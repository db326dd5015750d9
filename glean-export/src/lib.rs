//! Markdown export of a processed page.
//!
//! [`build_document`] and [`suggest_filename`] are pure string assembly;
//! [`MarkdownExporter`] ties them to a [`FileSaver`] that decides where the
//! bytes end up.

use std::path::PathBuf;
use std::sync::Arc;

use async_trait::async_trait;
use glean_common::{GleanError, Result};

pub const MARKDOWN_MIME: &str = "text/markdown";

/// Assemble the exported document.
///
/// ```
/// let doc = glean_export::build_document("My Title!", "example.com", "2024-01-01", "orig", "res");
/// assert!(doc.starts_with("# My Title! - example.com\n"));
/// ```
pub fn build_document(
    title: &str,
    source: &str,
    date: &str,
    original_text: &str,
    result_text: &str,
) -> String {
    format!(
        "# {title} - {source}\n\n\
         Summary or Persian Translation\n\
         Generated on: {date}\n\n\
         ## Original Text\n\n\
         {original_text}\n\n\
         ## Summary or Translation\n\n\
         {result_text}"
    )
}

/// `<title>-<source>-<date>.md`, with the title reduced to lower-case ASCII
/// alphanumerics separated by single dashes.
pub fn suggest_filename(title: &str, source: &str, date: &str) -> String {
    let mut slug = String::with_capacity(title.len());
    for ch in title.chars() {
        if ch.is_ascii_alphanumeric() {
            slug.push(ch.to_ascii_lowercase());
        } else if !slug.ends_with('-') {
            slug.push('-');
        }
    }
    let slug = slug.trim_matches('-');
    let source = source.to_lowercase();

    if slug.is_empty() {
        format!("{source}-{date}.md")
    } else {
        format!("{slug}-{source}-{date}.md")
    }
}

/// Today's date in UTC as `YYYY-MM-DD`.
pub fn today_utc() -> String {
    chrono::Utc::now().format("%Y-%m-%d").to_string()
}

/// Where exported documents go. Implementations own naming conflicts and any
/// download lifecycle.
#[async_trait]
pub trait FileSaver: Send + Sync {
    async fn save(&self, filename: &str, mime: &str, contents: &str) -> Result<PathBuf>;
}

/// Writes straight into a directory, creating it if needed and replacing a
/// same-named file.
pub struct DirectorySaver {
    dir: PathBuf,
}

impl DirectorySaver {
    pub fn new(dir: impl Into<PathBuf>) -> Self {
        Self { dir: dir.into() }
    }
}

#[async_trait]
impl FileSaver for DirectorySaver {
    async fn save(&self, filename: &str, mime: &str, contents: &str) -> Result<PathBuf> {
        tokio::fs::create_dir_all(&self.dir)
            .await
            .map_err(|e| GleanError::Export(format!("{}: {e}", self.dir.display())))?;
        let path = self.dir.join(filename);
        tokio::fs::write(&path, contents)
            .await
            .map_err(|e| GleanError::Export(format!("{}: {e}", path.display())))?;
        tracing::info!(path = %path.display(), mime, bytes = contents.len(), "export.saved");
        Ok(path)
    }
}

/// Everything that goes into one export.
#[derive(Debug, Clone)]
pub struct ExportRequest<'a> {
    pub title: &'a str,
    pub source: &'a str,
    pub date: &'a str,
    pub original_text: &'a str,
    pub result_text: &'a str,
}

pub struct MarkdownExporter {
    saver: Arc<dyn FileSaver>,
}

impl MarkdownExporter {
    pub fn new(saver: Arc<dyn FileSaver>) -> Self {
        Self { saver }
    }

    /// Build the document and hand it to the saver. An empty result is
    /// refused with [`GleanError::NoResult`].
    pub async fn export(&self, req: &ExportRequest<'_>) -> Result<PathBuf> {
        if req.result_text.is_empty() {
            return Err(GleanError::NoResult);
        }
        let doc = build_document(
            req.title,
            req.source,
            req.date,
            req.original_text,
            req.result_text,
        );
        let filename = suggest_filename(req.title, req.source, req.date);
        self.saver.save(&filename, MARKDOWN_MIME, &doc).await
    }
}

========================================================================

* What you will do:
Among the lines of the material above, find those with the word "source". Copy each one.

* Answer box:
    source: &str,
        "# {title} - {source}\n\n\
/// `<title>-<source>-<date>.md`, with the title reduced to lower-case ASCII
pub fn suggest_filename(title: &str, source: &str, date: &str) -> String {
    let source = source.to_lowercase();
        format!("{source}-{date}.md")
        format!("{slug}-{source}-{date}.md")
    pub source: &'a str,
            req.source,
        let filename = suggest_filename(req.title, req.source, req.date);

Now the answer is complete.